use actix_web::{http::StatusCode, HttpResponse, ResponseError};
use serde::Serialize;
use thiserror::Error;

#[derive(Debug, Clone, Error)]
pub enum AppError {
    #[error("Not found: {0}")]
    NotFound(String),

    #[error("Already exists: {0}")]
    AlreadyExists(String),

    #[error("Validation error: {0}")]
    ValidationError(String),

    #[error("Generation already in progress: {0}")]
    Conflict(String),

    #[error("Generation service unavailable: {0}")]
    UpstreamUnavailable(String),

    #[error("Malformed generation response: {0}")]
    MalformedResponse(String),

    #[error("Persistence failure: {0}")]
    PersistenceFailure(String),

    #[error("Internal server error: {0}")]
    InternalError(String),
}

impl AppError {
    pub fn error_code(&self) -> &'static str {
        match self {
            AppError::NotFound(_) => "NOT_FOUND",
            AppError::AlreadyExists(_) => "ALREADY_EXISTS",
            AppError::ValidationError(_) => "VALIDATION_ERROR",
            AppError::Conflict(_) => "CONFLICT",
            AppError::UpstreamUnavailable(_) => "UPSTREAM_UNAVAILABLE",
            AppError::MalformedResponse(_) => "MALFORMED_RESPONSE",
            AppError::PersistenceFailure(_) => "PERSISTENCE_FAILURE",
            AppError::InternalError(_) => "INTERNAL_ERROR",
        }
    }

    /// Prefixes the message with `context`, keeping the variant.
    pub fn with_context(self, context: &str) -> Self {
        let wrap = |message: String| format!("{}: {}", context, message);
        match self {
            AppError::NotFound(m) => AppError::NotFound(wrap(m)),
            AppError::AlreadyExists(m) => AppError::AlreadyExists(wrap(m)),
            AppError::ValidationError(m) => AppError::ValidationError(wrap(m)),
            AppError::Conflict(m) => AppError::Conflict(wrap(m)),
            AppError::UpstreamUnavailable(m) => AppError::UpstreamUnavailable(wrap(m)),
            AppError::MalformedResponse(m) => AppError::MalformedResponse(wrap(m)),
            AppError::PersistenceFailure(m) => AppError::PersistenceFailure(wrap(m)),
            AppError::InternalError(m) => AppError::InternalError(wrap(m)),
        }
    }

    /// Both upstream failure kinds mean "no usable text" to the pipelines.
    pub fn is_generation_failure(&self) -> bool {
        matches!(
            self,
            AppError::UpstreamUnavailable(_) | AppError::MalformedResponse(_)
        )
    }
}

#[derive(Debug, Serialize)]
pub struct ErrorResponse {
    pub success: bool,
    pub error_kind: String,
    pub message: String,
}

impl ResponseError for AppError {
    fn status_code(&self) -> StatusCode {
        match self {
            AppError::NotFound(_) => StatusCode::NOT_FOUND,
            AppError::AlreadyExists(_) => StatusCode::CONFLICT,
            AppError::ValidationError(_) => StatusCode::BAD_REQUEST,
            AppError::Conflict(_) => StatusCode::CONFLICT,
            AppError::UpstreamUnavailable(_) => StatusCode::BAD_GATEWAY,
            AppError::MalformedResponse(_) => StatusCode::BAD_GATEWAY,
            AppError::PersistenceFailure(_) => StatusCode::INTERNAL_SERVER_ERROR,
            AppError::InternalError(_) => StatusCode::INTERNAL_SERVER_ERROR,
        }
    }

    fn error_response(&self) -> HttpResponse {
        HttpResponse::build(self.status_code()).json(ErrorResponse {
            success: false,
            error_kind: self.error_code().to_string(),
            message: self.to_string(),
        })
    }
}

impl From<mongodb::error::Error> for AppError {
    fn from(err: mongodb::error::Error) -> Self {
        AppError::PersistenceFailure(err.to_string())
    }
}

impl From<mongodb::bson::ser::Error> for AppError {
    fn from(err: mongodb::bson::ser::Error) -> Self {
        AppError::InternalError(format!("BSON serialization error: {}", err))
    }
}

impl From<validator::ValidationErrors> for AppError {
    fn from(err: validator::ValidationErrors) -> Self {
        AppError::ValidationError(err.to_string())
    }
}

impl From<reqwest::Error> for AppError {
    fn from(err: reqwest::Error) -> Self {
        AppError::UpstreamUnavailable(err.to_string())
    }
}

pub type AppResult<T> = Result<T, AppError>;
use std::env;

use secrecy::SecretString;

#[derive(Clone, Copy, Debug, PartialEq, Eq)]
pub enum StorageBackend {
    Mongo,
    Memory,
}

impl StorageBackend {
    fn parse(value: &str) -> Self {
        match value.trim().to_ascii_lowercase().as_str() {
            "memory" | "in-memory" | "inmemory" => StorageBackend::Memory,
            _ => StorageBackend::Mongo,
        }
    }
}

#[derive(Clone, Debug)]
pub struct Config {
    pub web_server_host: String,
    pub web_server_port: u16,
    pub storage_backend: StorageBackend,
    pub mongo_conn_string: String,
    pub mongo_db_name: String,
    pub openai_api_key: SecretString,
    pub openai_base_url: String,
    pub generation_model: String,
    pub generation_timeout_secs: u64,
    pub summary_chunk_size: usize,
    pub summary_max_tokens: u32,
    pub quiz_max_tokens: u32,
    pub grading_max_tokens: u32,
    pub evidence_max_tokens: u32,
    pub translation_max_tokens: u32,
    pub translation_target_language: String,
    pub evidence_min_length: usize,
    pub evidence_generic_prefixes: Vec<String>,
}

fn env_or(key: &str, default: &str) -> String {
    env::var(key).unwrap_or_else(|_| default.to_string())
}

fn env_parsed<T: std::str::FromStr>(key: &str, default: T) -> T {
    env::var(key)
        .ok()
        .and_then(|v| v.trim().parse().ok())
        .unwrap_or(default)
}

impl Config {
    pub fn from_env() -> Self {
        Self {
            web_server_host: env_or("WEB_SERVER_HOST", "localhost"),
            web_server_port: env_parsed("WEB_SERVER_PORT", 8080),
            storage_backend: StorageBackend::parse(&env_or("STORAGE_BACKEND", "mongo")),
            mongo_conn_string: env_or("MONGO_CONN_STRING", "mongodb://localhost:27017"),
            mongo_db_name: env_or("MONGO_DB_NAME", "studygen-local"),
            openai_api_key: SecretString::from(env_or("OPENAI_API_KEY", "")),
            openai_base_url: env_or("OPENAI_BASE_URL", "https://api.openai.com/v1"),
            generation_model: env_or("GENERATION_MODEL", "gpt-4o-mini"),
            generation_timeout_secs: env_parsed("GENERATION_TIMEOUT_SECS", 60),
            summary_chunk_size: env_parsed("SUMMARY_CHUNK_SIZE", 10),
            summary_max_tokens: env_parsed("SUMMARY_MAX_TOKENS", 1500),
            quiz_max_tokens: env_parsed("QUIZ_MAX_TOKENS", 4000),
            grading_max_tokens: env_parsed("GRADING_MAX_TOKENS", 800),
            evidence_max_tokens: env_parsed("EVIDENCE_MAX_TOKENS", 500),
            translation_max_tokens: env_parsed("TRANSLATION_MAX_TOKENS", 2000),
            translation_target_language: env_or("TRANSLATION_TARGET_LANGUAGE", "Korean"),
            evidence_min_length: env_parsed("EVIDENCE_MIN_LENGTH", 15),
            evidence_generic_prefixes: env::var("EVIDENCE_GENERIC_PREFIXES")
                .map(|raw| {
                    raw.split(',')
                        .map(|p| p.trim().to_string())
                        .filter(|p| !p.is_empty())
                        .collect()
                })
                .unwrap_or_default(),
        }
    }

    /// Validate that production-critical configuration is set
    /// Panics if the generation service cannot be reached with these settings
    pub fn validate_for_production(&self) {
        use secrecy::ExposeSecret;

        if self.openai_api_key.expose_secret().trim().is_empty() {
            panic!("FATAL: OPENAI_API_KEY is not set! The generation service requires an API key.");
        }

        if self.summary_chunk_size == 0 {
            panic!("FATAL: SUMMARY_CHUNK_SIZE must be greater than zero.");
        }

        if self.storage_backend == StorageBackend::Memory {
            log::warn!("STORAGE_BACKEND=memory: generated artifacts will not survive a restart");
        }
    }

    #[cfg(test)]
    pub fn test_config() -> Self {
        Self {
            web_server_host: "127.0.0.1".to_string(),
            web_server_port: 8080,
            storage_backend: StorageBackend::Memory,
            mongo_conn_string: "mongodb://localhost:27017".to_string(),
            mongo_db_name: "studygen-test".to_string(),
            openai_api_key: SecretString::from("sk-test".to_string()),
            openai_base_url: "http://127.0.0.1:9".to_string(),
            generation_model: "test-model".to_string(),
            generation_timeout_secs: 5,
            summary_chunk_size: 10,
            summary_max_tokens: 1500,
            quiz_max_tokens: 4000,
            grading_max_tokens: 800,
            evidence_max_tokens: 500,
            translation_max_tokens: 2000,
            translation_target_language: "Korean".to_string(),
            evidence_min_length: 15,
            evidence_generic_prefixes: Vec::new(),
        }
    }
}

:::

*Task item:*
Which lines of the data hold the string "ResponseError"? Return each of them.

*Response:*
use actix_web::{http::StatusCode, HttpResponse, ResponseError};
impl ResponseError for AppError {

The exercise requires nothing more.